The NFL filed a response Wednesday to Jon Gruden‘s lawsuit against the league— asking a Nevada court to dismiss the case over what it called a “baseless” attempt to blame the league and Commissioner Roger Goodell for the former Las Vegas Raiders coach’s disparaging emails that cost him his job.
The league’s lawyers argued that Gruden‘s lawsuit fails to “state a single viable cause of action,” writing that Gruden “has no one but to blame but himself” for sending the messages, which were unearthed as part of the NFL‘s investigation into the Washington Football Team’s workplace misconduct and eventually leaked to the media. Gruden sent the emails over a seven-year span to former Washington president Bruce Allen and other corporate executives, using homophobic and offensive language while employed for ESPN.
In his lawsuit, Gruden had accused the NFL of coordinating a “Soviet-style character assassination” and used old emails to “sabotage” Gruden‘s career. After the emails were leaked to multiple outlets in October, Gruden stepped down from his job with the Raiders — and the former coach filed a lawsuit against the league a month later.
The NFL‘s lawyers wrote that Gruden had “no expectation of privacy” when he wrote the emails, but denied leaking the materials.
“Despite the clear risk that his emails would be forwarded, downloaded, printed, or otherwise monitored by any recipient workplace domain … Gruden proceeded to send profane, misogynistic, homophobic, and racist emails out to a group of individuals, including to a WFT-hosted email address,” the NFL lawyers’ wrote, according to The Washington Post. “As such, Gruden primarily assumed the risk that his emails could be circulated beyond the original recipient group, and possessed and distributed by the WFT, NFL and others.”
In a separate motion, the league also asked the court to force Gruden to settle the dispute in arbitration, citing the terms of his former contract with the NFL.
In its motion to dismiss, the league argued that even if it did leak the emails, it had a right to disclose truthful information to the media. The attorneys wrote that the league had a write to suspend or cancel Gruden‘s contract over the content of the messages.

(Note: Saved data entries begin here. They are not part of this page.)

//! Consistent moves invariant: the move set mirrors the board.

use super::Invariant;
use crate::game::Game;
use crate::rules::has_winner;

/// Invariant: legal-move keys are exactly the empty cells.
///
/// Once a line is won the move set is empty, whatever cells remain open.
pub struct ConsistentMovesInvariant;

impl Invariant<Game> for ConsistentMovesInvariant {
    fn holds(game: &Game) -> bool {
        let moves = game.legal_moves();
        if has_winner(game.board()) {
            return moves.is_empty();
        }
        moves.positions().eq(game.board().empty_positions())
    }

    fn description() -> &'static str {
        "Legal moves are the empty cells of an unwon board"
    }
}

#[cfg(test)]
mod tests {
    use super::*;
    use crate::board::Board;
    use crate::moves::legal_moves_for;
    use crate::types::{Mark, Player};

    #[test]
    fn test_moves_on_won_board_violate() {
        let x = Mark::Occupied(Player::X);
        let e = Mark::Empty;
        let won = Board::from_marks([x, x, x, e, e, e, e, e, e]);
        let game = Game {
            board: won,
            legal_moves: legal_moves_for(&Board::empty(), Player::O),
        };
        assert!(!ConsistentMovesInvariant::holds(&game));
    }
}
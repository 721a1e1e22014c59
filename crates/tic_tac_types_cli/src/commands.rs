//! Command implementations.
//!
//! Each command returns the text to print so the binary stays a thin
//! shell around these functions.

use crate::config::OutputFormat;
use crate::error::PlayError;
use serde::Serialize;
use tic_tac_types::{Board, Game, GameTreeStats, LegalMove, Mark, Outcome, Player, Position, explore};
use tracing::{debug, info, instrument, warn};

/// One move of a played sequence.
#[derive(Debug, Clone, Serialize)]
pub struct PlayedMove {
    /// Who moved.
    pub player: Player,
    /// Where.
    pub position: Position,
    /// The board afterwards.
    pub board: Board,
}

/// Result of playing a sequence of positions.
#[derive(Debug, Clone, Serialize)]
pub struct PlayReport {
    /// Player who moved first.
    pub starting_player: Player,
    /// Every move played, in order.
    pub moves: Vec<PlayedMove>,
    /// Final board.
    pub board: Board,
    /// Player to move next, if the game is open.
    pub to_move: Option<Player>,
    /// Positions still playable.
    pub legal_moves: Vec<Position>,
    /// Outcome, once the game is over.
    pub outcome: Option<Outcome>,
}

/// Plays `positions` in order from a fresh game.
///
/// Each position is looked up in the current game's legal-move map. A
/// position with no entry stops the sequence with an error.
#[instrument(skip(positions), fields(count = positions.len()))]
pub fn play(starting_player: Player, positions: &[Position]) -> Result<PlayReport, PlayError> {
    let mut game = Game::new(starting_player);
    let mut moves = Vec::with_capacity(positions.len());

    for (ply, &position) in positions.iter().enumerate() {
        let Some(mv) = game.legal_moves().get(position) else {
            warn!(ply, %position, "Position not playable");
            return Err(PlayError::new(unplayable_message(&game, ply, position)));
        };
        moves.push(played(mv));
        game = mv.play();
        debug!(ply, %position, "Move played");
    }

    info!(moves = moves.len(), over = game.is_over(), "Sequence played");
    Ok(PlayReport {
        starting_player,
        moves,
        board: *game.board(),
        to_move: game.to_move(),
        legal_moves: game.legal_moves().positions().collect(),
        outcome: game.outcome(),
    })
}

fn played(mv: &LegalMove) -> PlayedMove {
    PlayedMove {
        player: mv.mover(),
        position: mv.position(),
        board: *mv.board(),
    }
}

fn unplayable_message(game: &Game, ply: usize, position: Position) -> String {
    if game.is_over() {
        let outcome = game
            .outcome()
            .map_or_else(|| "Game over".to_string(), |o| o.to_string());
        return format!("Move {} ({}) comes after the game ended: {}", ply + 1, position, outcome);
    }
    let open = game
        .legal_moves()
        .positions()
        .map(|p| p.to_string())
        .collect::<Vec<_>>()
        .join(", ");
    format!(
        "Move {} ({}) is not playable; open positions: {}",
        ply + 1,
        position,
        open
    )
}

/// Formats a play report.
pub fn format_play(report: &PlayReport, format: OutputFormat) -> Result<String, serde_json::Error> {
    match format {
        OutputFormat::Json => serde_json::to_string_pretty(report),
        OutputFormat::Text => {
            let mut out = String::new();
            for (i, mv) in report.moves.iter().enumerate() {
                out.push_str(&format!("{}. {} -> {}\n", i + 1, mv.player, mv.position));
                out.push_str(&mv.board.to_string());
                out.push('\n');
            }
            if report.moves.is_empty() {
                out.push_str(&report.board.to_string());
                out.push('\n');
            }
            match (report.outcome, report.to_move) {
                (Some(outcome), _) => out.push_str(&format!("{}\n", outcome)),
                (None, Some(player)) => out.push_str(&format!(
                    "{} to move, {} legal moves\n",
                    player,
                    report.legal_moves.len()
                )),
                (None, None) => {}
            }
            Ok(out)
        }
    }
}

/// Renders nine row-major marks.
pub fn render_marks(marks: &[Mark]) -> Result<String, PlayError> {
    let marks: [Mark; 9] = marks
        .try_into()
        .map_err(|_| PlayError::new(format!("Expected 9 marks, got {}", marks.len())))?;
    Ok(tic_tac_types::render(&Board::from_marks(marks)))
}

/// Counts every complete game from an empty board.
#[instrument]
pub fn tree(starting_player: Player) -> GameTreeStats {
    explore(&Game::new(starting_player))
}

/// Formats game-tree counts.
pub fn format_tree(stats: &GameTreeStats, format: OutputFormat) -> Result<String, serde_json::Error> {
    match format {
        OutputFormat::Json => serde_json::to_string_pretty(stats),
        OutputFormat::Text => Ok(format!(
            "games: {}\nX wins: {}\nO wins: {}\ndraws: {}\npositions visited: {}\n",
            stats.games, stats.x_wins, stats.o_wins, stats.draws, stats.positions_visited
        )),
    }
}

#[cfg(test)]
mod tests {
    use super::*;

    fn positions(indices: &[usize]) -> Vec<Position> {
        indices.iter().filter_map(|&i| Position::from_index(i)).collect()
    }

    #[test]
    fn test_play_reports_winner() {
        let report = play(Player::O, &positions(&[0, 8, 1, 7, 2])).expect("legal sequence");
        assert_eq!(report.moves.len(), 5);
        assert_eq!(report.outcome, Some(Outcome::Winner(Player::O)));
        assert!(report.legal_moves.is_empty());
        assert_eq!(report.to_move, None);
    }

    #[test]
    fn test_occupied_position_is_an_error() {
        let err = play(Player::X, &positions(&[4, 4])).unwrap_err();
        assert!(err.message.contains("not playable"), "{}", err.message);
        assert!(err.message.contains("top-left"));
        assert!(!err.message.contains("middle-middle,"));
    }

    #[test]
    fn test_move_after_win_is_an_error() {
        let err = play(Player::X, &positions(&[0, 3, 1, 4, 2, 5])).unwrap_err();
        assert!(err.message.contains("after the game ended"), "{}", err.message);
    }

    #[test]
    fn test_text_format_lists_moves() {
        let report = play(Player::X, &positions(&[4])).expect("legal");
        let text = format_play(&report, OutputFormat::Text).expect("format");
        assert!(text.starts_with("1. X -> middle-middle\n"));
        assert!(text.ends_with("O to move, 8 legal moves\n"));
    }

    #[test]
    fn test_render_marks_requires_nine() {
        assert!(render_marks(&[Mark::Empty; 8]).is_err());
        assert_eq!(render_marks(&[Mark::Empty; 9]).expect("nine"), "   |   |  \n".repeat(3));
    }
}
//! The 3x3 board.

use crate::error::BoardError;
use crate::types::{Cell, Mark, Player, Position};
use serde::{Deserialize, Serialize};
use tracing::{instrument, warn};

/// Exactly nine cells, one per position, stored in canonical order.
///
/// A board is only ever built from a complete position set, so the cell
/// at index `i` always sits at `Position::ALL[i]`.
#[derive(Debug, Clone, Copy, PartialEq, Eq, Hash, Serialize, Deserialize)]
#[serde(try_from = "Vec<Cell>", into = "Vec<Cell>")]
pub struct Board {
    cells: [Cell; 9],
}

impl Board {
    /// Creates a board with every cell empty.
    pub fn empty() -> Self {
        Self::from_marks([Mark::Empty; 9])
    }

    /// Creates a board from marks in row-major order.
    pub fn from_marks(marks: [Mark; 9]) -> Self {
        let mut cells = [Cell::new(Position::ALL[0], Mark::Empty); 9];
        for ((cell, position), mark) in cells.iter_mut().zip(Position::ALL).zip(marks) {
            *cell = Cell::new(position, mark);
        }
        Self { cells }
    }

    /// Assembles a board from cells in any order.
    ///
    /// # Errors
    ///
    /// Fails unless the cells cover each of the nine positions exactly once.
    #[instrument(skip(cells))]
    pub fn from_cells(cells: impl IntoIterator<Item = Cell>) -> Result<Self, BoardError> {
        let cells: Vec<Cell> = cells.into_iter().collect();
        if cells.len() != 9 {
            warn!(count = cells.len(), "Rejected board with wrong cell count");
            return Err(BoardError::WrongCellCount(cells.len()));
        }

        let mut slots: [Option<Mark>; 9] = [None; 9];
        for cell in &cells {
            let slot = &mut slots[cell.position().index()];
            if slot.is_some() {
                warn!(position = %cell.position(), "Rejected board with duplicate position");
                return Err(BoardError::DuplicatePosition(cell.position()));
            }
            *slot = Some(cell.mark());
        }

        let mut marks = [Mark::Empty; 9];
        for ((mark, slot), position) in marks.iter_mut().zip(slots).zip(Position::ALL) {
            *mark = slot.ok_or(BoardError::MissingPosition(position))?;
        }
        Ok(Self::from_marks(marks))
    }

    /// Returns a copy of this board with one cell's mark replaced.
    pub(crate) fn with_mark(&self, position: Position, mark: Mark) -> Self {
        let mut next = *self;
        next.cells[position.index()] = Cell::new(position, mark);
        debug_assert!(next.is_well_formed(), "successor board lost a position");
        next
    }

    /// Gets the mark at the given position.
    pub fn mark(&self, position: Position) -> Mark {
        self.cells[position.index()].mark()
    }

    /// Returns all cells in canonical order.
    pub fn cells(&self) -> &[Cell; 9] {
        &self.cells
    }

    /// Returns all marks in row-major order.
    pub fn marks(&self) -> [Mark; 9] {
        self.cells.map(Cell::mark)
    }

    /// Positions occupied by the given player.
    pub fn occupied_by(&self, player: Player) -> impl Iterator<Item = Position> + '_ {
        self.cells
            .iter()
            .filter(move |cell| cell.mark() == Mark::Occupied(player))
            .map(|cell| cell.position())
    }

    /// Positions nobody has played yet.
    pub fn empty_positions(&self) -> impl Iterator<Item = Position> + '_ {
        self.cells
            .iter()
            .filter(|cell| cell.is_empty())
            .map(|cell| cell.position())
    }

    /// Checks if every cell is occupied.
    pub fn is_full(&self) -> bool {
        self.cells.iter().all(|cell| !cell.is_empty())
    }

    /// Checks that cell `i` sits at `Position::ALL[i]`.
    pub fn is_well_formed(&self) -> bool {
        self.cells
            .iter()
            .zip(Position::ALL)
            .all(|(cell, position)| cell.position() == position)
    }
}

impl Default for Board {
    fn default() -> Self {
        Self::empty()
    }
}

impl TryFrom<Vec<Cell>> for Board {
    type Error = BoardError;

    fn try_from(cells: Vec<Cell>) -> Result<Self, Self::Error> {
        Self::from_cells(cells)
    }
}

impl From<Board> for Vec<Cell> {
    fn from(board: Board) -> Self {
        board.cells.to_vec()
    }
}

impl std::fmt::Display for Board {
    fn fmt(&self, f: &mut std::fmt::Formatter<'_>) -> std::fmt::Result {
        f.write_str(&crate::render::render(self))
    }
}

“Gruden does not, and cannot, dispute that he wrote the published emails. He does not, and cannot, dispute that he sent those emails to multiple parties,” the league wrote. “Nor does he claim that they were somehow altered or edited and that the repugnant views espoused in them were not in fact expressed by him. Instead, Gruden filed the instant complaint against the NFL and the commissioner, painting himself as the victim in a fictional story and seeking money through baseless claims against the NFL.”